In the entries below, find each line with the word "orbits" and return it.

---- Given data

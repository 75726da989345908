//! Shared primitive types used across the forecasting core.

/// A keyword (search query) string. Unique within a reconciled table.
pub type Keyword = String;

/// Search-ranking position. 1 = top result, lower is better.
pub type Position = f64;

/// Forecast horizon in days. Canonically 90, 180 or 360.
pub type HorizonDays = u32;
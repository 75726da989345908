//! Same records, same config, same parameters → byte-identical output.
//!
//! The forecasting core has no randomness and no hidden state. Any
//! divergence between two runs is a blocker.

use seo_forecast_core::{
    config::ForecastConfig,
    forecaster::Forecaster,
    opportunity::identify_opportunities,
    reconcile::sample_records,
    record::KeywordRecord,
};

// ── Helpers ──────────────────────────────────────────────────────────────────

/// Large enough for the empirical curve to be used.
fn wide_records() -> Vec<KeywordRecord> {
    (1..=40u64)
        .map(|i| {
            let position = 1.0 + (i as f64) * 1.7;
            KeywordRecord::new(format!("keyword {i:02}"), position, 500 + i * 37)
                .with_traffic(1_000 / i, 4_000)
                .with_difficulty((i * 7 % 100) as f64)
        })
        .collect()
}

fn to_json<T: serde::Serialize>(value: &T) -> String {
    serde_json::to_string(value).expect("serialize")
}

// ── Tests ────────────────────────────────────────────────────────────────────

#[test]
fn repeated_forecasts_are_byte_identical() {
    let forecaster = Forecaster::default();
    for records in [sample_records(), wide_records()] {
        for days in [30, 90, 180, 210, 360] {
            let a = forecaster.forecast(&records, days, 10.0).unwrap();
            let b = forecaster.forecast(&records, days, 10.0).unwrap();
            assert_eq!(
                to_json(&a), to_json(&b),
                "Forecast diverged for horizon {days}d"
            );
        }
    }
}

#[test]
fn scenarios_and_timeline_are_reproducible() {
    let forecaster = Forecaster::default();
    let records = wide_records();

    let a = forecaster.generate_scenarios(&records).unwrap();
    let b = forecaster.generate_scenarios(&records).unwrap();
    assert_eq!(to_json(&a), to_json(&b));

    let ta = forecaster.create_timeline_forecast(&records, 8.0).unwrap();
    let tb = forecaster.create_timeline_forecast(&records, 8.0).unwrap();
    assert_eq!(to_json(&ta), to_json(&tb));
}

#[test]
fn opportunity_ranking_is_reproducible() {
    let config = ForecastConfig::default();
    let records = wide_records();
    let a = identify_opportunities(&records, 0, 100.0, &config).unwrap();
    let b = identify_opportunities(&records, 0, 100.0, &config).unwrap();
    assert_eq!(to_json(&a), to_json(&b));
}

#[test]
fn forecasting_never_mutates_its_input() {
    let forecaster = Forecaster::default();
    let records = wide_records();
    let before = records.clone();

    forecaster.forecast(&records, 180, 12.0).unwrap();
    forecaster.generate_scenarios(&records).unwrap();
    forecaster.calculate_roi_potential(&records, 5_000.0, 10.0).unwrap();

    assert_eq!(records, before, "Records changed during forecasting");
}
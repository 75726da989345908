use seo_forecast_core::{
    config::ForecastConfig,
    ctr_model::CtrModel,
    error::SeoError,
    opportunity::{identify_opportunities, identify_with_model, opportunity_score},
    reconcile::sample_records,
    record::KeywordRecord,
};

// ── Helpers ──────────────────────────────────────────────────────────────────

fn config() -> ForecastConfig {
    ForecastConfig::default()
}

fn keywords(ranked: &[seo_forecast_core::Opportunity]) -> Vec<&str> {
    ranked.iter().map(|o| o.keyword.as_str()).collect()
}

// ── Tests ────────────────────────────────────────────────────────────────────

#[test]
fn score_rewards_volume_position_and_ease() {
    let record = KeywordRecord::new("kw", 4.0, 2_000).with_difficulty(25.0);
    // 2000 × 1/4 × 0.75
    assert!((opportunity_score(&record) - 375.0).abs() < 1e-9);

    let harder = KeywordRecord::new("kw", 4.0, 2_000).with_difficulty(100.0);
    assert_eq!(opportunity_score(&harder), 0.0);
}

#[test]
fn sample_keywords_rank_by_score() {
    let ranked = identify_opportunities(&sample_records(), 100, 30.0, &config()).unwrap();
    assert_eq!(
        keywords(&ranked),
        vec![
            "seo tools",
            "keyword research",
            "backlink analysis",
            "technical seo",
            "content optimization",
        ]
    );
    for pair in ranked.windows(2) {
        assert!(pair[0].opportunity_score >= pair[1].opportunity_score);
    }
}

#[test]
fn potential_clicks_assume_the_target_position() {
    let ranked = identify_opportunities(&sample_records(), 100, 30.0, &config()).unwrap();
    let seo = &ranked[0];
    // Default table: position 3 → 0.185, position 8.5 → 0.050.
    assert!((seo.potential_clicks - 8_100.0 * 0.185).abs() < 1e-6);
    assert!((seo.current_clicks_est - 8_100.0 * 0.050).abs() < 1e-6);
    assert!((seo.click_increase - (seo.potential_clicks - seo.current_clicks_est)).abs() < 1e-9);
}

#[test]
fn position_one_is_never_an_opportunity() {
    let mut records = sample_records();
    records.push(KeywordRecord::new("already first", 1.0, 1_000_000).with_difficulty(0.0));

    for max_position in [1.0, 10.0, 100.0] {
        let ranked = identify_opportunities(&records, 0, max_position, &config()).unwrap();
        assert!(
            ranked.iter().all(|o| o.keyword != "already first"),
            "position 1 leaked into results with max_position={max_position}"
        );
    }
}

#[test]
fn filters_are_inclusive_at_their_limits() {
    let records = vec![
        KeywordRecord::new("at limit", 30.0, 100),
        KeywordRecord::new("past limit", 30.1, 100_000),
        KeywordRecord::new("too small", 5.0, 99),
    ];
    let ranked = identify_opportunities(&records, 100, 30.0, &config()).unwrap();
    assert_eq!(keywords(&ranked), vec!["at limit"]);
}

#[test]
fn equal_scores_are_ordered_by_keyword() {
    let records = vec![
        KeywordRecord::new("zebra", 5.0, 1_000),
        KeywordRecord::new("apple", 5.0, 1_000),
        KeywordRecord::new("mango", 5.0, 1_000),
    ];
    let ranked = identify_opportunities(&records, 0, 50.0, &config()).unwrap();
    assert_eq!(keywords(&ranked), vec!["apple", "mango", "zebra"]);
}

#[test]
fn no_match_is_an_empty_list_not_an_error() {
    let ranked = identify_opportunities(&sample_records(), 1_000_000, 30.0, &config()).unwrap();
    assert!(ranked.is_empty());

    let ranked = identify_opportunities(&[], 100, 30.0, &config()).unwrap();
    assert!(ranked.is_empty());
}

#[test]
fn non_finite_max_position_is_rejected() {
    let model = CtrModel::default_table(&config().ctr_model);
    let err = identify_with_model(&sample_records(), 0, f64::NAN, 3.0, &model).unwrap_err();
    assert!(matches!(err, SeoError::InvalidParameter { name: "max_position", .. }));
}

#[test]
fn invalid_records_are_rejected() {
    let records = vec![KeywordRecord::new("broken", f64::NAN, 500)];
    let err = identify_opportunities(&records, 0, 30.0, &config()).unwrap_err();
    assert!(matches!(err, SeoError::InvalidRecord { .. }));
}
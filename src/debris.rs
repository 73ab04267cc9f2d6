//! Debris synthesis.
//!
//! Two entry points, both append-only with respect to the population:
//! collision fragmentation and the periodic stochastic background injection.
//! Fragment orbits are a stylized stand-in, not a physics model; see the
//! project non-goals.

use oorandom::Rand64;

use crate::{
    body::{Elements, IdAllocator, ObjectClass, OrbitingBody, SizeClass},
    errors::InvalidBodyError,
    propagator,
    shells::ShellIndex,
    units::{Angle, Length, Timestamp},
};

use std::f64::consts::{PI, TAU};

#[derive(Debug, Clone)]
pub struct DebrisConfig {
    /// New DEBRIS bodies created per detected collision.
    pub fragments_per_collision: usize,
    /// Max |offset| applied to the parents' midpoint semimajor axis.
    pub axis_offset_max: Length,
    /// Max whole-degree inclination perturbation for fragments.
    pub inclination_offset_max_deg: u64,
}

#[derive(Debug, Clone)]
pub struct DebrisGenerator {
    config: DebrisConfig,
}

impl DebrisGenerator {
    pub fn new(config: DebrisConfig) -> Self {
        DebrisGenerator { config }
    }

    /// Reclassify a collision participant in place: it stays in the
    /// population as DEBRIS, one size-class smaller. Its orbit is untouched,
    /// so shell membership and the cached rotation remain valid.
    pub fn reclassify_parent(&self, parent: &mut OrbitingBody) {
        parent.object_class = ObjectClass::Debris;
        parent.size_class = parent.size_class.downgraded();
    }

    /// Synthesize the fragments for one collision.
    ///
    /// Each fragment orbits at the parents' midpoint axis perturbed by a
    /// bounded random offset, with its mean anomaly 180° from one parent's
    /// phase at the collision time and its seed position at the negated
    /// collision point. The fragment's epoch is the collision time, so its
    /// anomaly is advanced to `now` before the offset is applied; the
    /// parent's raw anomaly is referenced to the parent's own epoch.
    /// Fragments alternate which parent they inherit from.
    pub fn fragments(
        &self,
        parent_a: &OrbitingBody,
        parent_b: &OrbitingBody,
        now: Timestamp,
        shells: &ShellIndex,
        prng: &mut Rand64,
        ids: &mut IdAllocator,
    ) -> Result<Vec<OrbitingBody>, InvalidBodyError> {
        let midpoint_m =
            (parent_a.semimajor_axis.as_meters() + parent_b.semimajor_axis.as_meters()) / 2.0;

        let mut out = Vec::with_capacity(self.config.fragments_per_collision);
        for k in 0..self.config.fragments_per_collision {
            let parent = if k % 2 == 0 { parent_a } else { parent_b };

            let offset = (prng.rand_float() * 2.0 - 1.0) * self.config.axis_offset_max.as_meters();
            let axis_m = (midpoint_m + offset).clamp(
                shells.r_min().as_meters(),
                shells.r_max().as_meters(),
            );

            let phase_at_now = propagator::anomaly_at(
                now,
                parent.epoch,
                parent.mean_anomaly,
                parent.semimajor_axis,
            );
            let mean_anomaly = (phase_at_now + Angle::from_radians(PI)).normalized();
            let inclination = perturbed_inclination(
                parent.inclination,
                self.config.inclination_offset_max_deg,
                prng,
            );

            let mut fragment = OrbitingBody::new(
                ids.allocate(),
                Elements {
                    epoch: now,
                    semimajor_axis: Length::from_meters(axis_m),
                    inclination,
                    ra_of_ascending_node: parent.ra_of_ascending_node,
                    argument_of_pericenter: parent.argument_of_pericenter,
                    mean_anomaly,
                },
                ObjectClass::Debris,
                SizeClass::Small,
                now,
                shells,
            )?;
            // Crude seed: opposite side of the Earth from the collision.
            // Overwritten by the propagator on the next tick.
            fragment.last_position = parent.last_position.map(|p| -p);
            out.push(fragment);
        }
        Ok(out)
    }

    /// Background injection: `ceil(len * percentage / 100)` new DEBRIS
    /// bodies with uniformly random angles, each orbiting at the semimajor
    /// axis of some existing body so new debris stays inside the occupied
    /// orbital regime.
    pub fn inject(
        &self,
        population: &[OrbitingBody],
        now: Timestamp,
        percentage: f64,
        shells: &ShellIndex,
        prng: &mut Rand64,
        ids: &mut IdAllocator,
    ) -> Result<Vec<OrbitingBody>, InvalidBodyError> {
        if population.is_empty() {
            return Ok(Vec::new());
        }
        let count = (population.len() as f64 * percentage / 100.0).ceil() as usize;

        let mut out = Vec::with_capacity(count);
        for _ in 0..count {
            let template = &population[prng.rand_range(0..population.len() as u64) as usize];
            let body = OrbitingBody::new(
                ids.allocate(),
                Elements {
                    epoch: now,
                    semimajor_axis: template.semimajor_axis,
                    inclination: Angle::from_radians(prng.rand_float() * PI),
                    ra_of_ascending_node: Angle::from_radians(prng.rand_float() * TAU),
                    argument_of_pericenter: Angle::from_radians(prng.rand_float() * TAU),
                    mean_anomaly: Angle::from_radians(prng.rand_float() * TAU),
                },
                ObjectClass::Debris,
                SizeClass::Small,
                now,
                shells,
            )?;
            out.push(body);
        }
        Ok(out)
    }
}

/// Parent inclination nudged by a whole number of degrees in
/// `±1..=max_deg`, folded back into `[0°, 180°]`.
fn perturbed_inclination(parent: Angle, max_deg: u64, prng: &mut Rand64) -> Angle {
    if max_deg == 0 {
        return parent;
    }
    let magnitude = prng.rand_range(1..max_deg + 1) as f64;
    let sign = if prng.rand_range(0..2) == 0 { -1.0 } else { 1.0 };

    let mut deg = parent.as_degrees() + sign * magnitude;
    if deg > 180.0 {
        deg -= 180.0;
    }
    if deg < 0.0 {
        deg += 180.0;
    }
    Angle::from_degrees(deg)
}

#[cfg(test)]
mod tests {
    use super::*;
    use crate::body::BodyId;
    use approx::assert_relative_eq;
    use na::Vector3;

    fn shells() -> ShellIndex {
        ShellIndex::new(
            8,
            Length::from_kilometers(6_550.0),
            Length::from_kilometers(8_371.0),
            0.1,
        )
    }

    fn generator() -> DebrisGenerator {
        DebrisGenerator::new(DebrisConfig {
            fragments_per_collision: 2,
            axis_offset_max: Length::from_kilometers(10.0),
            inclination_offset_max_deg: 3,
        })
    }

    fn parent(id: u64, a_km: f64, anomaly_deg: f64, size: SizeClass) -> OrbitingBody {
        let shells = shells();
        let mut b = OrbitingBody::new(
            BodyId::new(id),
            Elements {
                epoch: Timestamp::epoch(),
                semimajor_axis: Length::from_kilometers(a_km),
                inclination: Angle::from_degrees(51.6),
                ra_of_ascending_node: Angle::from_degrees(0.0),
                argument_of_pericenter: Angle::from_degrees(0.0),
                mean_anomaly: Angle::from_degrees(anomaly_deg),
            },
            ObjectClass::Satellite,
            size,
            Timestamp::epoch(),
            &shells,
        )
        .unwrap();
        b.last_position = Some(Vector3::new(a_km * 1000.0, 0.0, 0.0));
        b
    }

    #[test]
    fn parents_are_reclassified_and_downgraded() {
        let gen = generator();
        let mut a = parent(1, 7_000.0, 0.0, SizeClass::Large);
        let mut b = parent(2, 7_000.0, 180.0, SizeClass::Small);
        gen.reclassify_parent(&mut a);
        gen.reclassify_parent(&mut b);
        assert_eq!(a.object_class, ObjectClass::Debris);
        assert_eq!(a.size_class, SizeClass::Medium);
        // SMALL stays SMALL.
        assert_eq!(b.size_class, SizeClass::Small);
    }

    #[test]
    fn fragments_offset_anomaly_and_negate_position() {
        let gen = generator();
        let now = Timestamp::from_secs(500.0);
        let mut a = parent(1, 7_000.0, 30.0, SizeClass::Large);
        let mut b = parent(2, 7_100.0, 200.0, SizeClass::Medium);
        // Anomalies referenced to the collision time itself, so the phase
        // advance below is zero and the 180° offset shows up exactly.
        a.epoch = now;
        b.epoch = now;
        let mut prng = Rand64::new(7);
        let mut ids = IdAllocator::starting_at(100);

        let frags = gen
            .fragments(&a, &b, now, &shells(), &mut prng, &mut ids)
            .unwrap();
        assert_eq!(frags.len(), 2);

        // First fragment inherits from parent a, second from parent b.
        assert_relative_eq!(frags[0].mean_anomaly.as_degrees(), 210.0, epsilon = 1e-9);
        assert_relative_eq!(frags[1].mean_anomaly.as_degrees(), 20.0, epsilon = 1e-9);

        for (frag, p) in frags.iter().zip([&a, &b]) {
            assert_eq!(frag.object_class, ObjectClass::Debris);
            assert_eq!(frag.size_class, SizeClass::Small);
            assert_eq!(frag.last_position, p.last_position.map(|v| -v));
            // Midpoint axis (7 050 km) ± 10 km.
            let axis_km = frag.semimajor_axis.as_kilometers();
            assert!((axis_km - 7_050.0).abs() <= 10.0, "axis {axis_km} km");
            assert_eq!(frag.epoch.as_secs(), 500.0);
        }

        // Fresh ids, both above the allocator floor.
        assert_eq!(frags[0].id, BodyId::new(100));
        assert_eq!(frags[1].id, BodyId::new(101));
    }

    #[test]
    fn unperturbed_fragment_propagates_to_its_seed_position() {
        // With zero axis and inclination perturbation, a fragment of two
        // co-orbital parents shares its parent's orbit exactly; propagating
        // it at the collision time must land on the seeded position (the
        // negated collision point), with no phase jump on the first tick.
        let gen = DebrisGenerator::new(DebrisConfig {
            fragments_per_collision: 2,
            axis_offset_max: Length::from_meters(0.0),
            inclination_offset_max_deg: 0,
        });
        let now = Timestamp::from_secs(1_000.0);
        let mut a = parent(1, 7_000.0, 30.0, SizeClass::Large);
        let mut b = parent(2, 7_000.0, 210.0, SizeClass::Large);
        // Parents keep their catalog epoch (t = 0); the collision point is
        // wherever propagation puts them at the collision time.
        a.last_position = Some(propagator::propagate(&a, now).unwrap());
        b.last_position = Some(propagator::propagate(&b, now).unwrap());

        let mut prng = Rand64::new(11);
        let mut ids = IdAllocator::starting_at(100);
        let frags = gen
            .fragments(&a, &b, now, &shells(), &mut prng, &mut ids)
            .unwrap();
        assert_eq!(frags.len(), 2);

        for (frag, p) in frags.iter().zip([&a, &b]) {
            let seeded = frag.last_position.unwrap();
            assert_eq!(Some(seeded), p.last_position.map(|v| -v));
            let first = propagator::propagate(frag, now).unwrap();
            assert!(
                (first - seeded).norm() < 1e-3,
                "fragment moved {} m between seed and first propagation",
                (first - seeded).norm()
            );
        }
    }

    #[test]
    fn injection_count_follows_ceil_rule() {
        let gen = generator();
        let population = vec![
            parent(1, 7_000.0, 0.0, SizeClass::Large),
            parent(2, 7_100.0, 10.0, SizeClass::Medium),
            parent(3, 7_200.0, 20.0, SizeClass::Small),
        ];
        let mut prng = Rand64::new(1);
        let mut ids = IdAllocator::starting_at(50);

        // ceil(3 * 50 / 100) = 2
        let injected = gen
            .inject(
                &population,
                Timestamp::from_secs(0.0),
                50.0,
                &shells(),
                &mut prng,
                &mut ids,
            )
            .unwrap();
        assert_eq!(injected.len(), 2);
        for body in &injected {
            assert_eq!(body.object_class, ObjectClass::Debris);
            // Axis sampled from the existing population.
            assert!(population
                .iter()
                .any(|p| p.semimajor_axis == body.semimajor_axis));
            assert!(body.last_position.is_none());
        }
    }

    #[test]
    fn injection_into_empty_population_is_a_no_op() {
        let gen = generator();
        let mut prng = Rand64::new(1);
        let mut ids = IdAllocator::starting_at(0);
        let injected = gen
            .inject(
                &[],
                Timestamp::epoch(),
                50.0,
                &shells(),
                &mut prng,
                &mut ids,
            )
            .unwrap();
        assert!(injected.is_empty());
    }

    #[test]
    fn inclination_perturbation_folds_into_range() {
        let mut prng = Rand64::new(3);
        for _ in 0..200 {
            let i = perturbed_inclination(Angle::from_degrees(179.5), 3, &mut prng);
            assert!((0.0..=180.0).contains(&i.as_degrees()));
            let j = perturbed_inclination(Angle::from_degrees(0.5), 3, &mut prng);
            assert!((0.0..=180.0).contains(&j.as_degrees()));
        }
    }
}
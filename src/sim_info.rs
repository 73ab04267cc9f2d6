use crate::units::{Time, Timestamp};
use std::time::{Duration, Instant};

/// Bookkeeping for a run: where simulated time is, how many ticks have
/// elapsed, and how long we've been at it in wall-clock terms.
#[derive(Debug, Clone)]
pub struct SimulationInfo {
    pub timestamp: Timestamp,
    pub tick: u64,
    pub relative_time: Time,
    pub real_time_start: Instant,
    pub real_time: Duration,
}

impl Default for SimulationInfo {
    fn default() -> Self {
        Self::new()
    }
}

impl SimulationInfo {
    pub fn new() -> Self {
        SimulationInfo {
            timestamp: Timestamp::epoch(),
            tick: 0,
            relative_time: Time::from_secs(0.0),
            real_time_start: Instant::now(),
            real_time: Duration::ZERO,
        }
    }

    pub fn tick_step(&mut self, timestamp: Timestamp, dt: Time) {
        self.tick += 1;
        self.timestamp = timestamp;
        self.relative_time += dt;
        self.real_time = Instant::now().duration_since(self.real_time_start);
    }
}
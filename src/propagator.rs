//! Circular-orbit Kepler propagation.
//!
//! Eccentricity is fixed at 0, so the mean anomaly advances linearly with
//! the two-body mean motion and doubles as the true anomaly. Positions come
//! out in the Earth-centered frame via each body's cached rotation.

use na::{Rotation3, Vector3};

use crate::{
    body::OrbitingBody,
    errors::SimError,
    units::{Angle, Length, Time, Timestamp},
};

/// Standard gravitational parameter G·M for Earth [m³/s²].
pub const MU: f64 = 6.674_30e-11 * 5.972e24;

/// Two-body mean motion `n = sqrt(mu / a³)` [rad/s].
pub fn mean_motion(semimajor_axis: Length) -> f64 {
    (MU / semimajor_axis.as_meters().powi(3)).sqrt()
}

/// Orbital period `T = 2π/n`.
pub fn period(semimajor_axis: Length) -> Time {
    Time::from_secs(std::f64::consts::TAU / mean_motion(semimajor_axis))
}

/// Mean anomaly advanced from `epoch` to `time`.
///
/// Also used by the one-time initialize-to-common-epoch pass at simulation
/// start, which re-anchors every body so `time - epoch` stays small for the
/// rest of the run.
pub fn anomaly_at(
    time: Timestamp,
    epoch: Timestamp,
    mean_anomaly: Angle,
    semimajor_axis: Length,
) -> Angle {
    let time_delta = time - epoch;
    Angle::from_radians(
        mean_anomaly.as_radians() + time_delta.as_secs() * mean_motion(semimajor_axis),
    )
}

/// Orbit-frame to Earth-frame rotation, `Z(-Ω)·X(-i)·Z(-ω)`.
///
/// A pure function of the fixed orbital angles; computed once per body at
/// creation and cached, never per tick.
pub fn earth_frame_rotation(
    argument_of_pericenter: Angle,
    ra_of_ascending_node: Angle,
    inclination: Angle,
) -> Rotation3<f64> {
    Rotation3::from_axis_angle(&Vector3::z_axis(), -ra_of_ascending_node.as_radians())
        * Rotation3::from_axis_angle(&Vector3::x_axis(), -inclination.as_radians())
        * Rotation3::from_axis_angle(&Vector3::z_axis(), -argument_of_pericenter.as_radians())
}

/// Earth-frame position of `body` at `time`, using its cached rotation.
///
/// A non-finite result aborts the run: letting a NaN into the collision
/// checks would silently mask hits.
pub fn propagate(body: &OrbitingBody, time: Timestamp) -> Result<Vector3<f64>, SimError> {
    let true_anomaly = anomaly_at(time, body.epoch, body.mean_anomaly, body.semimajor_axis);
    let (sin_nu, cos_nu) = true_anomaly.as_radians().sin_cos();

    let a = body.semimajor_axis.as_meters();
    let pos_orbit_frame = Vector3::new(cos_nu * a, sin_nu * a, 0.0);
    let pos = body.rotation * pos_orbit_frame;

    if pos.iter().all(|c| c.is_finite()) {
        Ok(pos)
    } else {
        Err(SimError::Propagation {
            id: body.id,
            timestamp_secs: time.as_secs(),
        })
    }
}
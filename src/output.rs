//! Output collaborator seam.
//!
//! The loop hands per-tick positions and the append-only event logs to a
//! `TickSink`; the visualization and plotting collaborators live on the far
//! side of this trait. Writers buffer internally so a tick never waits on
//! an unbuffered syscall.

use std::{
    fs::File,
    io::{self, BufWriter, Write},
    path::Path,
};

use na::Vector3;

use crate::{body::BodyId, units::Timestamp};

pub trait TickSink {
    /// All body positions for one tick, in population order.
    fn positions(&mut self, time: Timestamp, rows: &[(BodyId, Vector3<f64>)]) -> io::Result<()>;

    /// One detected collision, after fragmentation was applied.
    fn collision(&mut self, time: Timestamp, first: BodyId, second: BodyId) -> io::Result<()>;

    /// One periodic background-injection event.
    fn injection(&mut self, time: Timestamp, count: usize) -> io::Result<()>;
}

/// CSV writers for the three output streams:
/// `positions.csv`, `collisions.csv`, `injections.csv`.
pub struct CsvSink {
    positions: BufWriter<File>,
    collisions: BufWriter<File>,
    injections: BufWriter<File>,
}

impl CsvSink {
    pub fn create<P: AsRef<Path>>(dir: P) -> io::Result<Self> {
        let dir = dir.as_ref();
        std::fs::create_dir_all(dir)?;

        let mut positions = BufWriter::new(File::create(dir.join("positions.csv"))?);
        writeln!(positions, "TIME,ID,X,Y,Z")?;
        let mut collisions = BufWriter::new(File::create(dir.join("collisions.csv"))?);
        writeln!(collisions, "ID_A,ID_B,TIME")?;
        let mut injections = BufWriter::new(File::create(dir.join("injections.csv"))?);
        writeln!(injections, "COUNT,TIME")?;

        Ok(CsvSink {
            positions,
            collisions,
            injections,
        })
    }

    pub fn flush(&mut self) -> io::Result<()> {
        self.positions.flush()?;
        self.collisions.flush()?;
        self.injections.flush()
    }
}

impl TickSink for CsvSink {
    fn positions(&mut self, time: Timestamp, rows: &[(BodyId, Vector3<f64>)]) -> io::Result<()> {
        let t = time.as_secs();
        for (id, pos) in rows {
            writeln!(self.positions, "{t},{id},{},{},{}", pos.x, pos.y, pos.z)?;
        }
        Ok(())
    }

    fn collision(&mut self, time: Timestamp, first: BodyId, second: BodyId) -> io::Result<()> {
        writeln!(self.collisions, "{first},{second},{}", time.as_secs())
    }

    fn injection(&mut self, time: Timestamp, count: usize) -> io::Result<()> {
        writeln!(self.injections, "{count},{}", time.as_secs())
    }
}

/// In-memory sink for tests and for callers that post-process a whole run.
#[derive(Debug, Default)]
pub struct MemorySink {
    pub ticks: Vec<(Timestamp, Vec<(BodyId, Vector3<f64>)>)>,
    pub collisions: Vec<(BodyId, BodyId, Timestamp)>,
    pub injections: Vec<(usize, Timestamp)>,
}

impl MemorySink {
    pub fn new() -> Self {
        Self::default()
    }
}

impl TickSink for MemorySink {
    fn positions(&mut self, time: Timestamp, rows: &[(BodyId, Vector3<f64>)]) -> io::Result<()> {
        self.ticks.push((time, rows.to_vec()));
        Ok(())
    }

    fn collision(&mut self, time: Timestamp, first: BodyId, second: BodyId) -> io::Result<()> {
        self.collisions.push((first, second, time));
        Ok(())
    }

    fn injection(&mut self, time: Timestamp, count: usize) -> io::Result<()> {
        self.injections.push((count, time));
        Ok(())
    }
}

--------

* **Exercise response**:
//! Fragment orbits are a stylized stand-in, not a physics model; see the
    /// Each fragment orbits at the parents' midpoint axis perturbed by a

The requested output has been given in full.